Abstract

The present work is concerned with the numerical simulation study of turbulent thermal mixing involving hot main and cold branch streams at high Reynolds numbers in two T-junction configurations that differ in flow rate ratio. This results in two topologically very different flow scenarios, classified as “wall-jet” and “impinging-jet” mixing processes. The underlying reference database originates from the well-known experimental WATLON study[16], dealing with the phenomena of thermal stripping in piping systems, and provides details on the configuration geometry and the associated boundary and operating conditions. The turbulence model used, implemented in the finite-volume-based numerical code OpenFOAM® [30], is a near-wall Reynolds stress model formulation appropriately sensitized by applying the scale-adaptive modeling strategy to enable its eddy-resolving capability [14]. The flow analysis includes the first- and second-order statistics, including both the flow and thermal fields, with the model results closely following the experimental reference.
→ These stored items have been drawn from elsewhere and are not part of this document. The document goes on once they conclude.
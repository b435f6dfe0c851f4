//! Message search and fetch over the Gmail REST API.

use async_trait::async_trait;
use chrono::{DateTime, Utc};
use reqwest::{Client, Url};
use serde::Deserialize;
use serde::de::DeserializeOwned;
use tally_core::ingest::{
    CandidateMeta, MailboxCredential, MailboxProvider, MessageBody, MessagePage, ProviderError,
};
use tracing::debug;

use super::mime::MessagePart;
use crate::error::{ClientError, provider_status, provider_transport};

#[derive(Debug, Deserialize)]
#[serde(rename_all = "camelCase")]
struct ListResponse {
    #[serde(default)]
    messages: Vec<MessageRef>,
    next_page_token: Option<String>,
}

#[derive(Debug, Deserialize)]
struct MessageRef {
    id: String,
}

#[derive(Debug, Deserialize)]
#[serde(rename_all = "camelCase")]
struct MessageResponse {
    id: String,
    #[serde(default)]
    snippet: String,
    /// Milliseconds since the epoch, as a string.
    internal_date: Option<String>,
    #[serde(default)]
    payload: MessagePart,
}

impl MessageResponse {
    fn received_at(&self) -> Option<DateTime<Utc>> {
        self.internal_date
            .as_deref()
            .and_then(|ms| ms.parse::<i64>().ok())
            .and_then(DateTime::from_timestamp_millis)
    }

    fn subject(&self) -> String {
        self.payload.header("Subject").unwrap_or_default().to_string()
    }
}

/// Gmail mailbox provider.
#[derive(Debug, Clone)]
pub struct GmailProvider {
    client: Client,
    messages_url: Url,
}

impl GmailProvider {
    /// Creates a provider against `api_base_url` (e.g. `https://gmail.googleapis.com/gmail/v1`).
    ///
    /// # Errors
    ///
    /// Returns `ClientError::Config` if the base URL is not an absolute URL that can carry a path.
    pub fn new(client: Client, api_base_url: &str) -> Result<Self, ClientError> {
        let raw = format!("{}/users/me/messages", api_base_url.trim_end_matches('/'));
        let messages_url = Url::parse(&raw)
            .map_err(|e| ClientError::Config(format!("mailbox api_base_url {api_base_url:?}: {e}")))?;
        if messages_url.cannot_be_a_base() {
            return Err(ClientError::Config(format!(
                "mailbox api_base_url {api_base_url:?} cannot carry a path"
            )));
        }
        Ok(Self {
            client,
            messages_url,
        })
    }

    /// URL of one message. The id is percent-encoded as a single path segment.
    fn message_url(&self, message_id: &str) -> Result<Url, ProviderError> {
        if message_id.is_empty() || message_id == "." || message_id == ".." {
            return Err(ProviderError::Http {
                status: 400,
                message: format!("invalid message id {message_id:?}"),
            });
        }
        let mut url = self.messages_url.clone();
        url.path_segments_mut()
            .map_err(|()| ProviderError::Transport("message URL cannot carry a path".to_string()))?
            .push(message_id);
        Ok(url)
    }

    async fn get_json<T: DeserializeOwned>(
        &self,
        credential: &MailboxCredential,
        url: Url,
        query: &[(&str, &str)],
    ) -> Result<T, ProviderError> {
        let response = self
            .client
            .get(url)
            .bearer_auth(&credential.access_token)
            .query(query)
            .send()
            .await
            .map_err(|e| provider_transport(&e))?;

        let status = response.status();
        if !status.is_success() {
            let body = response.text().await.unwrap_or_default();
            return Err(provider_status(status, body));
        }

        response
            .json::<T>()
            .await
            .map_err(|e| ProviderError::Decode(e.to_string()))
    }
}

#[async_trait]
impl MailboxProvider for GmailProvider {
    async fn list_messages(
        &self,
        credential: &MailboxCredential,
        query: &str,
        page_token: Option<&str>,
        max_results: u32,
    ) -> Result<MessagePage, ProviderError> {
        let max_results = max_results.to_string();
        let mut params = vec![("q", query), ("maxResults", max_results.as_str())];
        if let Some(token) = page_token {
            params.push(("pageToken", token));
        }

        let list: ListResponse = self
            .get_json(credential, self.messages_url.clone(), &params)
            .await?;
        debug!(count = list.messages.len(), has_more = list.next_page_token.is_some(), "Listed messages");

        Ok(MessagePage {
            message_ids: list.messages.into_iter().map(|m| m.id).collect(),
            next_page_token: list.next_page_token,
        })
    }

    async fn get_metadata(
        &self,
        credential: &MailboxCredential,
        message_id: &str,
    ) -> Result<CandidateMeta, ProviderError> {
        let url = self.message_url(message_id)?;
        let message: MessageResponse = self
            .get_json(
                credential,
                url,
                &[
                    ("format", "metadata"),
                    ("metadataHeaders", "Subject"),
                    ("metadataHeaders", "From"),
                ],
            )
            .await?;

        Ok(CandidateMeta {
            subject: message.subject(),
            sender: message.payload.header("From").map(str::to_string),
            received_at: message.received_at(),
            snippet: message.snippet,
            message_id: message.id,
        })
    }

    async fn get_message(
        &self,
        credential: &MailboxCredential,
        message_id: &str,
    ) -> Result<MessageBody, ProviderError> {
        let url = self.message_url(message_id)?;
        let message: MessageResponse = self
            .get_json(credential, url, &[("format", "full")])
            .await?;

        let mut text = message.payload.text();
        if text.is_empty() {
            text.clone_from(&message.snippet);
        }

        Ok(MessageBody {
            subject: message.subject(),
            received_at: message.received_at(),
            text,
            message_id: message.id,
        })
    }
}
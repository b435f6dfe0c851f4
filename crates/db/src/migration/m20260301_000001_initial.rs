//! Initial database migration.
//!
//! Creates the ledger, budget, staging and mailbox tables with their enums, constraints and
//! `updated_at` triggers.

use sea_orm_migration::prelude::*;

#[derive(DeriveMigrationName)]
pub struct Migration;

#[async_trait::async_trait]
impl MigrationTrait for Migration {
    async fn up(&self, manager: &SchemaManager) -> Result<(), DbErr> {
        let db = manager.get_connection();

        // ============================================================
        // PART 1: ENUMS
        // ============================================================
        db.execute_unprepared(ENUMS_SQL).await?;

        // ============================================================
        // PART 2: ACCOUNTS & CATEGORIES
        // ============================================================
        db.execute_unprepared(ASSETS_SQL).await?;
        db.execute_unprepared(LIABILITIES_SQL).await?;
        db.execute_unprepared(CATEGORIES_SQL).await?;

        // ============================================================
        // PART 3: LEDGER
        // ============================================================
        db.execute_unprepared(TRANSACTIONS_SQL).await?;

        // ============================================================
        // PART 4: BUDGETS
        // ============================================================
        db.execute_unprepared(BUDGETS_SQL).await?;
        db.execute_unprepared(BUDGET_ALERTS_SQL).await?;

        // ============================================================
        // PART 5: MAILBOX INGESTION
        // ============================================================
        db.execute_unprepared(PENDING_TRANSACTIONS_SQL).await?;
        db.execute_unprepared(MAILBOX_CONNECTIONS_SQL).await?;

        // ============================================================
        // PART 6: TRIGGERS
        // ============================================================
        db.execute_unprepared(TRIGGERS_SQL).await?;

        Ok(())
    }

    async fn down(&self, manager: &SchemaManager) -> Result<(), DbErr> {
        let db = manager.get_connection();
        db.execute_unprepared(DROP_ALL_SQL).await?;
        Ok(())
    }
}

// ============================================================
// SQL CONSTANTS
// ============================================================

const ENUMS_SQL: &str = r"
CREATE TYPE transaction_kind AS ENUM ('income', 'expense');

CREATE TYPE pending_status AS ENUM ('pending', 'approved', 'rejected');

CREATE TYPE budget_period AS ENUM ('daily', 'weekly', 'monthly', 'yearly');

CREATE TYPE alert_level AS ENUM ('near_limit', 'exceeded');
";

const ASSETS_SQL: &str = r"
CREATE TABLE assets (
    id UUID PRIMARY KEY DEFAULT gen_random_uuid(),
    owner_id UUID NOT NULL,
    name VARCHAR(255) NOT NULL,
    asset_type VARCHAR(50) NOT NULL,
    current_value NUMERIC(19, 4) NOT NULL DEFAULT 0,
    created_at TIMESTAMPTZ NOT NULL DEFAULT now(),
    updated_at TIMESTAMPTZ NOT NULL DEFAULT now()
);

CREATE INDEX idx_assets_owner ON assets(owner_id);
";

const LIABILITIES_SQL: &str = r"
CREATE TABLE liabilities (
    id UUID PRIMARY KEY DEFAULT gen_random_uuid(),
    owner_id UUID NOT NULL,
    name VARCHAR(255) NOT NULL,
    liability_type VARCHAR(50) NOT NULL,
    current_value NUMERIC(19, 4) NOT NULL DEFAULT 0,
    created_at TIMESTAMPTZ NOT NULL DEFAULT now(),
    updated_at TIMESTAMPTZ NOT NULL DEFAULT now()
);

CREATE INDEX idx_liabilities_owner ON liabilities(owner_id);
";

const CATEGORIES_SQL: &str = r"
CREATE TABLE categories (
    id UUID PRIMARY KEY DEFAULT gen_random_uuid(),
    owner_id UUID NOT NULL,
    name VARCHAR(100) NOT NULL,
    kind transaction_kind NOT NULL,
    created_at TIMESTAMPTZ NOT NULL DEFAULT now(),
    UNIQUE (owner_id, name, kind)
);
";

const TRANSACTIONS_SQL: &str = r"
CREATE TABLE transactions (
    id UUID PRIMARY KEY DEFAULT gen_random_uuid(),
    owner_id UUID NOT NULL,
    kind transaction_kind NOT NULL,
    amount NUMERIC(19, 4) NOT NULL CHECK (amount > 0),
    category_id UUID REFERENCES categories(id) ON DELETE SET NULL,
    -- No foreign key on account links: a missing account is a ledger warning.
    asset_id UUID,
    liability_id UUID,
    occurred_at TIMESTAMPTZ NOT NULL,
    description TEXT NOT NULL,
    origin_method VARCHAR(30) NOT NULL DEFAULT 'manual',
    source_message_id VARCHAR(255),
    created_at TIMESTAMPTZ NOT NULL DEFAULT now(),
    updated_at TIMESTAMPTZ NOT NULL DEFAULT now(),
    CONSTRAINT chk_single_account CHECK (asset_id IS NULL OR liability_id IS NULL)
);

CREATE INDEX idx_txn_owner_date ON transactions(owner_id, occurred_at DESC);
CREATE INDEX idx_txn_owner_expense ON transactions(owner_id, category_id, occurred_at)
    WHERE kind = 'expense';
";

const BUDGETS_SQL: &str = r"
CREATE TABLE budgets (
    id UUID PRIMARY KEY DEFAULT gen_random_uuid(),
    owner_id UUID NOT NULL,
    name VARCHAR(255) NOT NULL,
    category_id UUID REFERENCES categories(id) ON DELETE CASCADE,
    amount NUMERIC(19, 4) NOT NULL CHECK (amount >= 0),
    period_type budget_period NOT NULL DEFAULT 'monthly',
    alert_at_percentage NUMERIC(5, 2) NOT NULL DEFAULT 80
        CHECK (alert_at_percentage > 0 AND alert_at_percentage <= 100),
    created_at TIMESTAMPTZ NOT NULL DEFAULT now()
);

CREATE INDEX idx_budgets_owner ON budgets(owner_id);
";

const BUDGET_ALERTS_SQL: &str = r"
CREATE TABLE budget_alerts (
    budget_id UUID NOT NULL REFERENCES budgets(id) ON DELETE CASCADE,
    period_start DATE NOT NULL,
    level alert_level NOT NULL,
    sent_at TIMESTAMPTZ NOT NULL DEFAULT now(),
    PRIMARY KEY (budget_id, period_start, level)
);
";

const PENDING_TRANSACTIONS_SQL: &str = r"
CREATE TABLE pending_transactions (
    id UUID PRIMARY KEY DEFAULT gen_random_uuid(),
    owner_id UUID NOT NULL,
    kind transaction_kind NOT NULL DEFAULT 'expense',
    amount NUMERIC(19, 4) NOT NULL,
    category_id UUID REFERENCES categories(id) ON DELETE SET NULL,
    asset_id UUID,
    liability_id UUID,
    occurred_at TIMESTAMPTZ NOT NULL,
    description TEXT NOT NULL,
    source_message_id VARCHAR(255) NOT NULL,
    status pending_status NOT NULL DEFAULT 'pending',
    created_at TIMESTAMPTZ NOT NULL DEFAULT now(),
    updated_at TIMESTAMPTZ NOT NULL DEFAULT now(),
    UNIQUE (owner_id, source_message_id),
    CONSTRAINT chk_pending_single_account CHECK (asset_id IS NULL OR liability_id IS NULL)
);

CREATE INDEX idx_pending_owner_open ON pending_transactions(owner_id, occurred_at DESC, created_at DESC)
    WHERE status = 'pending';
";

const MAILBOX_CONNECTIONS_SQL: &str = r"
CREATE TABLE mailbox_connections (
    owner_id UUID PRIMARY KEY,
    access_token TEXT NOT NULL,
    refresh_token TEXT,
    expires_at TIMESTAMPTZ,
    last_sync_at TIMESTAMPTZ,
    sync_interval_hours INTEGER NOT NULL DEFAULT 24 CHECK (sync_interval_hours IN (1, 6, 12, 24)),
    preferred_hour SMALLINT CHECK (preferred_hour BETWEEN 0 AND 23),
    created_at TIMESTAMPTZ NOT NULL DEFAULT now(),
    updated_at TIMESTAMPTZ NOT NULL DEFAULT now()
);
";

const TRIGGERS_SQL: &str = r"
CREATE OR REPLACE FUNCTION set_updated_at() RETURNS TRIGGER AS $$
BEGIN
    NEW.updated_at = now();
    RETURN NEW;
END;
$$ LANGUAGE plpgsql;

CREATE TRIGGER trg_assets_updated_at BEFORE UPDATE ON assets
    FOR EACH ROW EXECUTE FUNCTION set_updated_at();
CREATE TRIGGER trg_liabilities_updated_at BEFORE UPDATE ON liabilities
    FOR EACH ROW EXECUTE FUNCTION set_updated_at();
CREATE TRIGGER trg_transactions_updated_at BEFORE UPDATE ON transactions
    FOR EACH ROW EXECUTE FUNCTION set_updated_at();
CREATE TRIGGER trg_mailbox_connections_updated_at BEFORE UPDATE ON mailbox_connections
    FOR EACH ROW EXECUTE FUNCTION set_updated_at();
";

const DROP_ALL_SQL: &str = r"
DROP TABLE IF EXISTS mailbox_connections CASCADE;
DROP TABLE IF EXISTS pending_transactions CASCADE;
DROP TABLE IF EXISTS budget_alerts CASCADE;
DROP TABLE IF EXISTS budgets CASCADE;
DROP TABLE IF EXISTS transactions CASCADE;
DROP TABLE IF EXISTS categories CASCADE;
DROP TABLE IF EXISTS liabilities CASCADE;
DROP TABLE IF EXISTS assets CASCADE;
DROP FUNCTION IF EXISTS set_updated_at();
DROP TYPE IF EXISTS alert_level;
DROP TYPE IF EXISTS budget_period;
DROP TYPE IF EXISTS pending_status;
DROP TYPE IF EXISTS transaction_kind;
";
This refers to the global flow topology in terms of the flow separation pattern, both in terms of its shape and size, as well as to the individual mean velocity and temperature profiles and their fluctuating components. In addition, the spectral features of the flow are studied in detail using the proper orthogonal decomposition (POD) method to identify the low-rank structures whose frequency signatures contribute most to the phenomena of thermal stripping phenomena.